Exercise directions:
Whenever a line below mentions the word "find", that line should be copied.

[Given data Boundary: Start]

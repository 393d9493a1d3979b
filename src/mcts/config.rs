//! Search configuration parameters.

use serde::{Deserialize, Serialize};

use crate::scheduler::DEFAULT_WORKER_THREADS;

use super::search::MCTSError;

/// UCT exploration constant used while growing the tree.
pub const DEFAULT_EXPLORATION_CONSTANT: f64 = 1.41;

/// Search configuration parameters.
#[derive(Clone, Debug, Serialize, Deserialize)]
pub struct SearchConfig {
    /// UCT exploration constant (default: 1.41).
    /// Higher values favor exploration over exploitation.
    pub exploration_constant: f64,

    /// Iteration cap for one agent move.
    pub max_iterations: u32,

    /// Wall-clock budget in seconds for one agent move.
    /// Checked between iterations, so it can be overrun by one expansion.
    pub max_seconds: f64,

    /// Number of worker threads in the rollout pool.
    pub worker_threads: usize,

    /// Rollouts run in parallel per expansion.
    /// `None` runs one rollout per worker thread.
    pub rollouts_per_expansion: Option<usize>,

    /// Seed for rollout randomness.
    /// Same seed produces the same rollout outcomes.
    pub seed: u64,
}

impl Default for SearchConfig {
    fn default() -> Self {
        Self {
            exploration_constant: DEFAULT_EXPLORATION_CONSTANT,
            max_iterations: 10_000,
            max_seconds: 15.0,
            worker_threads: DEFAULT_WORKER_THREADS,
            rollouts_per_expansion: None,
            seed: 42,
        }
    }
}

impl SearchConfig {
    /// Set a custom exploration constant.
    pub fn with_exploration(mut self, c: f64) -> Self {
        self.exploration_constant = c;
        self
    }

    /// Set the per-move search budget.
    pub fn with_budget(mut self, max_iterations: u32, max_seconds: f64) -> Self {
        self.max_iterations = max_iterations;
        self.max_seconds = max_seconds;
        self
    }

    /// Set the rollout pool size.
    pub fn with_workers(mut self, workers: usize) -> Self {
        self.worker_threads = workers;
        self
    }

    /// Set the rollout fan-out independently of the pool size.
    pub fn with_rollouts_per_expansion(mut self, rollouts: usize) -> Self {
        self.rollouts_per_expansion = Some(rollouts);
        self
    }

    /// Set a custom seed.
    pub fn with_seed(mut self, seed: u64) -> Self {
        self.seed = seed;
        self
    }

    /// Rollout fan-out given the actual pool size.
    #[must_use]
    pub fn fan_out(&self, pool_size: usize) -> usize {
        self.rollouts_per_expansion.unwrap_or(pool_size)
    }

    /// Check the configuration for values the search cannot run with.
    pub fn validate(&self) -> Result<(), MCTSError> {
        if self.worker_threads == 0 {
            return Err(MCTSError::InvalidConfig("worker_threads must be at least 1".into()));
        }
        if self.rollouts_per_expansion == Some(0) {
            return Err(MCTSError::InvalidConfig(
                "rollouts_per_expansion must be at least 1".into(),
            ));
        }
        if !(self.exploration_constant >= 0.0) {
            return Err(MCTSError::InvalidConfig(format!(
                "exploration_constant must be non-negative, got {}",
                self.exploration_constant
            )));
        }
        if !(self.max_seconds >= 0.0) {
            return Err(MCTSError::InvalidConfig(format!(
                "max_seconds must be non-negative, got {}",
                self.max_seconds
            )));
        }
        Ok(())
    }
}
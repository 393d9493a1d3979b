//! Search tree node.
//!
//! Nodes live in the `MCTSTree` arena and refer to each other by `NodeId`.
//! A node owns its game state, the move that produced it, and the queue of
//! moves not yet expanded into children. The parent link is a plain index,
//! never used for ownership, and is cleared when the node becomes the root.

use std::collections::VecDeque;
use std::sync::Arc;

use smallvec::SmallVec;
use tracing::warn;

use crate::rules::GameState;

/// Index into the `MCTSTree` node arena.
#[derive(Clone, Copy, Debug, PartialEq, Eq, Hash)]
pub struct NodeId(pub u32);

impl NodeId {
    /// Create a new node ID.
    #[must_use]
    pub const fn new(id: u32) -> Self {
        Self(id)
    }

    /// Get the raw index value.
    #[inline]
    #[must_use]
    pub const fn raw(self) -> u32 {
        self.0
    }

    #[inline]
    pub(crate) const fn index(self) -> usize {
        self.0 as usize
    }
}

impl std::fmt::Display for NodeId {
    fn fmt(&self, f: &mut std::fmt::Formatter<'_>) -> std::fmt::Result {
        write!(f, "NodeId({})", self.0)
    }
}

/// A node in the search tree.
#[derive(Debug)]
pub struct MCTSNode<S: GameState> {
    /// Parent node (`None` for the root).
    pub(crate) parent: Option<NodeId>,

    /// Position at this node. Shared read-only with in-flight rollout jobs.
    state: Arc<S>,

    /// Move that produced this node from its parent's state.
    mv: Option<S::Move>,

    /// Sum of rollout outcomes at or below this node, from player 1's view.
    pub(crate) score: f64,

    /// Number of rollouts counted at or below this node.
    pub(crate) simulations: u32,

    /// Descendant count, for reporting.
    pub(crate) size: u32,

    /// Cached at construction.
    terminal: bool,

    /// Expanded children, in expansion order.
    pub(crate) children: SmallVec<[NodeId; 8]>,

    /// Moves not yet expanded, consumed front to back.
    pub(crate) untried: VecDeque<S::Move>,
}

impl<S: GameState> MCTSNode<S> {
    /// Create a node for `state`, reached from `parent` by `mv`.
    ///
    /// Terminal states get no untried moves. Duplicate moves from
    /// `actions_to_try` are dropped.
    pub fn new(parent: Option<NodeId>, state: S, mv: Option<S::Move>) -> Self {
        let terminal = state.is_terminal();
        let untried = if terminal {
            VecDeque::new()
        } else {
            distinct_actions(state.actions_to_try())
        };

        Self {
            parent,
            state: Arc::new(state),
            mv,
            score: 0.0,
            simulations: 0,
            size: 0,
            terminal,
            children: SmallVec::new(),
            untried,
        }
    }

    /// Create a root node.
    pub fn root(state: S) -> Self {
        Self::new(None, state, None)
    }

    /// Parent node, if this is not the root.
    #[must_use]
    pub fn parent(&self) -> Option<NodeId> {
        self.parent
    }

    /// Game state at this node.
    #[must_use]
    pub fn state(&self) -> &S {
        &self.state
    }

    pub(crate) fn shared_state(&self) -> &Arc<S> {
        &self.state
    }

    /// Move that led here (`None` for a root built from an initial state).
    #[must_use]
    pub fn mv(&self) -> Option<&S::Move> {
        self.mv.as_ref()
    }

    /// Cumulative player-1 score.
    #[must_use]
    pub fn score(&self) -> f64 {
        self.score
    }

    /// Number of rollouts counted here.
    #[must_use]
    pub fn simulations(&self) -> u32 {
        self.simulations
    }

    /// Descendant counter.
    #[must_use]
    pub fn size(&self) -> u32 {
        self.size
    }

    /// Is this a terminal game state?
    #[must_use]
    pub fn is_terminal(&self) -> bool {
        self.terminal
    }

    /// Terminal, or every move has been expanded.
    #[must_use]
    pub fn is_fully_expanded(&self) -> bool {
        self.terminal || self.untried.is_empty()
    }

    /// Expanded children in expansion order.
    #[must_use]
    pub fn children(&self) -> &[NodeId] {
        &self.children
    }

    /// Moves still waiting to be expanded.
    pub fn untried(&self) -> impl Iterator<Item = &S::Move> + '_ {
        self.untried.iter()
    }

    /// Mean score seen from one side.
    ///
    /// `player1_view == false` inverts the stored player-1 score. `None` if
    /// no rollout has been counted yet.
    #[must_use]
    pub fn win_rate(&self, player1_view: bool) -> Option<f64> {
        if self.simulations == 0 {
            return None;
        }
        let raw = self.score / self.simulations as f64;
        Some(if player1_view { raw } else { 1.0 - raw })
    }
}

fn distinct_actions<M: PartialEq + std::fmt::Display>(actions: VecDeque<M>) -> VecDeque<M> {
    let mut distinct = VecDeque::with_capacity(actions.len());
    for action in actions {
        if distinct.contains(&action) {
            warn!(%action, "duplicate action from actions_to_try dropped");
        } else {
            distinct.push_back(action);
        }
    }
    distinct
}
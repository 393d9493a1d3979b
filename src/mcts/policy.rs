//! UCT child selection.
//!
//! Scores are stored from player 1's point of view, so a node where player 2
//! is to move ranks its children by the inverted win-rate.

use super::node::NodeId;
use super::tree::MCTSTree;
use crate::rules::GameState;

/// UCT value of a child.
///
/// Formula: `win_rate + c * sqrt(ln(N) / n)` for `c > 0`, plain `win_rate`
/// for `c == 0`.
#[must_use]
pub fn uct_value(win_rate: f64, parent_simulations: u32, child_simulations: u32, c: f64) -> f64 {
    if c > 0.0 {
        win_rate + c * ((parent_simulations as f64).ln() / child_simulations as f64).sqrt()
    } else {
        win_rate
    }
}

/// Pick the child of `id` with the greatest UCT value.
///
/// Returns `None` without children and the sole child without comparing.
/// Ties go to the child expanded first. A child with no counted rollouts
/// is always tried first when `c > 0` and is skipped when `c == 0`.
#[must_use]
pub fn select_best_child<S: GameState>(tree: &MCTSTree<S>, id: NodeId, c: f64) -> Option<NodeId> {
    let node = tree.get(id);
    match node.children() {
        [] => None,
        [only] => Some(*only),
        children => {
            let player1_view = node.state().player1_turn();
            let mut best: Option<(NodeId, f64)> = None;

            for &child_id in children {
                let child = tree.get(child_id);
                let value = match child.win_rate(player1_view) {
                    Some(win_rate) => {
                        uct_value(win_rate, node.simulations(), child.simulations(), c)
                    }
                    None if c > 0.0 => f64::INFINITY,
                    None => continue,
                };
                if best.map_or(true, |(_, best_value)| value > best_value) {
                    best = Some((child_id, value));
                }
            }

            best.map(|(child_id, _)| child_id).or_else(|| children.first().copied())
        }
    }
}
//! Arena-based search tree.
//!
//! Nodes are stored in a flat `Vec` and referenced by `NodeId` indices.
//! Pruned subtrees return their slots to a free list, so ids of surviving
//! nodes stay valid across `advance`.

use smallvec::SmallVec;
use tracing::info;

use super::node::{MCTSNode, NodeId};
use super::search::MCTSError;
use crate::rules::GameState;

/// How `MCTSTree::advance` obtained the new root.
#[derive(Clone, Copy, Debug, PartialEq, Eq)]
pub enum Advance {
    /// An explored child matched the move and kept its statistics.
    Reused(NodeId),
    /// No child matched; a fresh root was built from the successor state.
    Restarted(NodeId),
}

impl Advance {
    /// The new root.
    #[must_use]
    pub fn root(self) -> NodeId {
        match self {
            Advance::Reused(id) | Advance::Restarted(id) => id,
        }
    }
}

/// Arena-based search tree.
///
/// Owns every node; a node's children and parent are arena indices. The
/// tree always has exactly one root.
#[derive(Debug)]
pub struct MCTSTree<S: GameState> {
    /// Node slots; `None` marks a released slot.
    nodes: Vec<Option<MCTSNode<S>>>,

    /// Released slots available for reuse.
    free: Vec<NodeId>,

    /// The root node ID.
    root: NodeId,

    /// Number of live nodes.
    live: usize,
}

impl<S: GameState> MCTSTree<S> {
    /// Create a new tree whose root holds `state`.
    pub fn new(state: S) -> Self {
        let mut tree = Self {
            nodes: Vec::with_capacity(1024),
            free: Vec::new(),
            root: NodeId::new(0),
            live: 0,
        };
        tree.root = tree.alloc(MCTSNode::root(state));
        tree
    }

    /// Get the root node ID.
    #[inline]
    #[must_use]
    pub fn root(&self) -> NodeId {
        self.root
    }

    /// Get the root node.
    #[must_use]
    pub fn root_node(&self) -> &MCTSNode<S> {
        self.get(self.root)
    }

    /// Get a node by ID.
    ///
    /// Panics if `id` was released by a previous `advance`.
    #[inline]
    #[must_use]
    pub fn get(&self, id: NodeId) -> &MCTSNode<S> {
        match self.nodes.get(id.index()) {
            Some(Some(node)) => node,
            _ => panic!("{} is not a live node", id),
        }
    }

    /// Get a mutable node by ID.
    #[inline]
    pub(crate) fn get_mut(&mut self, id: NodeId) -> &mut MCTSNode<S> {
        match self.nodes.get_mut(id.index()) {
            Some(Some(node)) => node,
            _ => panic!("{} is not a live node", id),
        }
    }

    /// Is `id` a live node of this tree?
    #[must_use]
    pub fn contains(&self, id: NodeId) -> bool {
        matches!(self.nodes.get(id.index()), Some(Some(_)))
    }

    /// Number of live nodes.
    #[must_use]
    pub fn len(&self) -> usize {
        self.live
    }

    /// Never true; a tree always has its root.
    #[must_use]
    pub fn is_empty(&self) -> bool {
        self.live == 0
    }

    /// Allocate a node, returning its ID.
    fn alloc(&mut self, node: MCTSNode<S>) -> NodeId {
        self.live += 1;
        match self.free.pop() {
            Some(id) => {
                self.nodes[id.index()] = Some(node);
                id
            }
            None => {
                let id = NodeId::new(self.nodes.len() as u32);
                self.nodes.push(Some(node));
                id
            }
        }
    }

    /// Allocate `node` and append it to `parent`'s children.
    pub(crate) fn add_child(&mut self, parent: NodeId, node: MCTSNode<S>) -> NodeId {
        let id = self.alloc(node);
        self.get_mut(parent).children.push(id);
        id
    }

    /// Release `id` and everything below it.
    fn release_subtree(&mut self, id: NodeId) {
        let mut stack = vec![id];
        while let Some(id) = stack.pop() {
            if let Some(node) = self.nodes[id.index()].take() {
                stack.extend(node.children.iter().copied());
                self.free.push(id);
                self.live -= 1;
            }
        }
    }

    /// Add `score` and `simulations` to `id` and every ancestor.
    ///
    /// Each ancestor's size counter grows by one.
    pub(crate) fn backpropagate(&mut self, id: NodeId, score: f64, simulations: u32) {
        let mut current = Some(id);
        while let Some(node_id) = current {
            let node = self.get_mut(node_id);
            node.score += score;
            node.simulations += simulations;
            current = node.parent;
            if let Some(parent) = current {
                self.get_mut(parent).size += 1;
            }
        }
    }

    /// Make the subtree reached by `mv` the new root.
    ///
    /// Every other child of the root is released with its subtree. If no
    /// child was reached by `mv`, the whole tree is replaced by a fresh root
    /// holding the successor state; if the game rejects `mv`, nothing
    /// changes and `MCTSError::IllegalMove` is returned.
    pub fn advance(&mut self, mv: &S::Move) -> Result<Advance, MCTSError> {
        let old_root = self.root;
        let matching = self
            .get(old_root)
            .children
            .iter()
            .copied()
            .find(|&child| self.get(child).mv() == Some(mv));

        match matching {
            Some(next) => {
                let siblings: SmallVec<[NodeId; 8]> =
                    std::mem::take(&mut self.get_mut(old_root).children);
                for child in siblings {
                    if child != next {
                        self.release_subtree(child);
                    }
                }
                self.release_subtree(old_root);
                self.get_mut(next).parent = None;
                self.root = next;
                Ok(Advance::Reused(next))
            }
            None => {
                let state = self
                    .get(old_root)
                    .state()
                    .next_state(mv)
                    .ok_or_else(|| MCTSError::IllegalMove(mv.to_string()))?;
                info!(%mv, "move was not explored; starting a fresh tree");
                self.nodes.clear();
                self.free.clear();
                self.live = 0;
                self.root = self.alloc(MCTSNode::new(None, state, Some(mv.clone())));
                Ok(Advance::Restarted(self.root))
            }
        }
    }

    /// Get statistics about the tree.
    #[must_use]
    pub fn stats(&self) -> TreeStats {
        let mut stats = TreeStats {
            node_count: self.live,
            ..TreeStats::default()
        };

        let mut stack = vec![(self.root, 0u32)];
        while let Some((id, depth)) = stack.pop() {
            let node = self.get(id);
            stats.max_depth = stats.max_depth.max(depth);
            if node.is_terminal() {
                stats.terminal_count += 1;
            }
            if !node.is_fully_expanded() {
                stats.frontier_count += 1;
            }
            stack.extend(node.children.iter().map(|&child| (child, depth + 1)));
        }

        stats
    }

    /// Iterate over all live nodes.
    pub fn iter(&self) -> impl Iterator<Item = (NodeId, &MCTSNode<S>)> {
        self.nodes
            .iter()
            .enumerate()
            .filter_map(|(i, n)| n.as_ref().map(|n| (NodeId::new(i as u32), n)))
    }
}

/// Statistics about the search tree.
#[derive(Clone, Debug, Default)]
pub struct TreeStats {
    /// Total number of live nodes.
    pub node_count: usize,

    /// Deepest node below the root (root = 0).
    pub max_depth: u32,

    /// Number of terminal nodes.
    pub terminal_count: usize,

    /// Nodes that still have untried moves.
    pub frontier_count: usize,
}
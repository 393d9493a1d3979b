//! Game interface for search.
//!
//! Games implement `GameState` to define:
//! - Candidate moves for each position
//! - How moves produce new positions
//! - Terminal detection and rollouts
//!
//! The search engine is generic over `GameState` and never interprets
//! game-specific concepts directly.

pub mod state;

pub use state::{GameMove, GameState};
//! Agent (x) against a uniformly random opponent (o).
//!
//! Run with: `cargo run --release --example tictactoe`
//!
//! Set `RUST_LOG=uct_engine=debug` to trace the search.

use uct_engine::core::SimRng;
use uct_engine::games::TicTacToe;
use uct_engine::mcts::{MCTSAgent, MCTSError, SearchConfig};

fn main() -> Result<(), MCTSError> {
    tracing_subscriber::fmt()
        .with_env_filter(
            tracing_subscriber::EnvFilter::from_default_env()
                .add_directive("uct_engine=info".parse().expect("valid directive")),
        )
        .init();

    let config = SearchConfig::default().with_budget(1_000, 5.0);
    let mut agent = MCTSAgent::new(TicTacToe::new(), &config)?;
    let mut opponent = SimRng::new(config.seed.wrapping_add(1));
    let mut opponent_move = None;

    println!("{}", agent.current_state());
    loop {
        let Some(mv) = agent.genmove(opponent_move.as_ref())? else {
            break;
        };
        println!("Agent plays {}", mv);
        agent.feedback();
        println!("{}", agent.current_state());

        opponent_move = agent.current_state().random_move(&mut opponent);
        match &opponent_move {
            Some(mv) => println!("Opponent plays {}", mv),
            None => break,
        }
    }

    // genmove has already applied the opponent's final move
    let final_state = agent.current_state();
    println!("{}", final_state);
    match final_state.outcome() {
        Some(outcome) => println!("Result: {}", outcome),
        None => println!("Result: unfinished"),
    }
    Ok(())
}
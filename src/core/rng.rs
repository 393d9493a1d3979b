//! Seeded randomness for rollouts.
//!
//! The search tree holds one root `SimRng`. Every rollout job receives a
//! child generator split off the root on the controlling thread, so a batch
//! is reproducible from the search seed alone.
//!
//! ```
//! use uct_engine::core::SimRng;
//!
//! let mut root = SimRng::new(42);
//! let mut job = root.fork();
//!
//! assert_ne!(root.gen_index(1_000_000), job.gen_index(1_000_000));
//! ```

use rand::seq::SliceRandom;
use rand::{Rng, RngCore, SeedableRng};
use rand_chacha::ChaCha8Rng;

/// ChaCha8 stream handed to [`GameState::rollout`](crate::rules::GameState::rollout).
#[derive(Clone, Debug)]
pub struct SimRng {
    inner: ChaCha8Rng,
    seed: u64,
}

impl SimRng {
    #[must_use]
    pub fn new(seed: u64) -> Self {
        Self {
            inner: ChaCha8Rng::seed_from_u64(seed),
            seed,
        }
    }

    /// Split off a child generator.
    ///
    /// The child's seed is the next word of this stream, so the n-th fork of
    /// a given seed is always the same generator.
    #[must_use]
    pub fn fork(&mut self) -> Self {
        Self::new(self.inner.next_u64())
    }

    /// Seed this generator started from.
    #[must_use]
    pub fn seed(&self) -> u64 {
        self.seed
    }

    /// Uniform index in `0..len`. `len` must be non-zero.
    pub fn gen_index(&mut self, len: usize) -> usize {
        self.inner.gen_range(0..len)
    }

    /// Uniform element of `items`, `None` if empty.
    pub fn choose<'a, T>(&mut self, items: &'a [T]) -> Option<&'a T> {
        items.choose(&mut self.inner)
    }
}
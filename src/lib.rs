//! # uct-engine
//!
//! A reusable Monte Carlo Tree Search core for two-player games.
//!
//! ## Design Principles
//!
//! 1. **Game-Agnostic**: The engine is generic over `GameState`. Games supply
//!    moves, transitions, terminal detection and rollouts.
//!
//! 2. **Single Owner**: The tree owns every node, each node owns its state
//!    and move. Parent links are indices, never ownership.
//!
//! 3. **Explicit Resources**: The rollout worker pool is constructed by the
//!    caller and shared by `Arc`, not hidden in a global.
//!
//! ## Architecture
//!
//! - **Single-threaded tree**: selection, expansion, backpropagation and
//!   advance all run on the calling thread.
//!
//! - **Parallel leaves**: each expansion fans a batch of rollouts out to the
//!   worker pool and waits for the whole batch.
//!
//! ## Modules
//!
//! - `core`: Deterministic rollout RNG
//! - `rules`: `GameState` / `GameMove` traits for game implementations
//! - `scheduler`: Worker pool with tagged job groups
//! - `mcts`: Search tree, UCT policy, rollouts, agent
//! - `games`: Reference Tic-Tac-Toe implementation

pub mod core;
pub mod rules;
pub mod scheduler;
pub mod mcts;
pub mod games;

// Re-export commonly used types
pub use crate::core::SimRng;

pub use crate::rules::{GameMove, GameState};

pub use crate::scheduler::{FnJob, Job, JobScheduler, JobTag, SchedulerError};

pub use crate::mcts::{
    Advance, MCTSAgent, MCTSError, MCTSNode, MCTSTree, NodeId, SearchConfig, SearchStats,
    SearchTree, TreeReport, TreeStats,
};
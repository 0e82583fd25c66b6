mod customer;

pub use customer::{Customer, UnknownCustomer};
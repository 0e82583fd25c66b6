pub mod config;
pub mod domain;
mod routes;
mod startup;
pub mod telemetry;
mod util;

pub use startup::run;
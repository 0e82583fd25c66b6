use serde_json::json;

use crate::helper::{get, spawn_app};

const NOT_FOUND_DETAIL: &str =
    "Oh Human! It is not a good day for us... We couldn't find your Customer :(";

#[tokio::test]
async fn known_customers_are_greeted() {
    let cases = [
        ("A", "Hi!"),
        ("B", "Dear Sir or Madam!"),
        ("C", "Moin!"),
    ];
    for (customer, greeting) in cases {
        let address = spawn_app(Some(customer)).await;

        let res = get(&address).await;
        assert_eq!(200, res.status().as_u16(), "customer {customer}");

        let body: serde_json::Value = res.json().await.unwrap();
        assert_eq!(json!({"response": greeting}), body, "customer {customer}");
    }
}

#[tokio::test]
async fn missing_customer_returns_404() {
    let address = spawn_app(None).await;

    let res = get(&address).await;
    assert_eq!(404, res.status().as_u16());

    let body: serde_json::Value = res.json().await.unwrap();
    assert_eq!(json!({"detail": NOT_FOUND_DETAIL}), body);
}

#[tokio::test]
async fn unknown_customers_return_404() {
    for customer in ["", "D", "a", " A", "B ", "customer"] {
        let address = spawn_app(Some(customer)).await;

        let res = get(&address).await;
        assert_eq!(404, res.status().as_u16(), "customer {customer:?}");

        let body: serde_json::Value = res.json().await.unwrap();
        assert_eq!(
            json!({"detail": NOT_FOUND_DETAIL}),
            body,
            "customer {customer:?}"
        );
    }
}

#[tokio::test]
async fn repeated_requests_get_the_same_response() {
    let address = spawn_app(Some("B")).await;

    let mut bodies = Vec::new();
    for _ in 0..3 {
        let res = get(&address).await;
        assert_eq!(200, res.status().as_u16());
        bodies.push(res.text().await.unwrap());
    }
    assert!(bodies.windows(2).all(|w| w[0] == w[1]));
}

[Given data Boundary: End]

Response box:
            .find(|&child| self.get(child).mv() == Some(mv));
    "Oh Human! It is not a good day for us... We couldn't find your Customer :(";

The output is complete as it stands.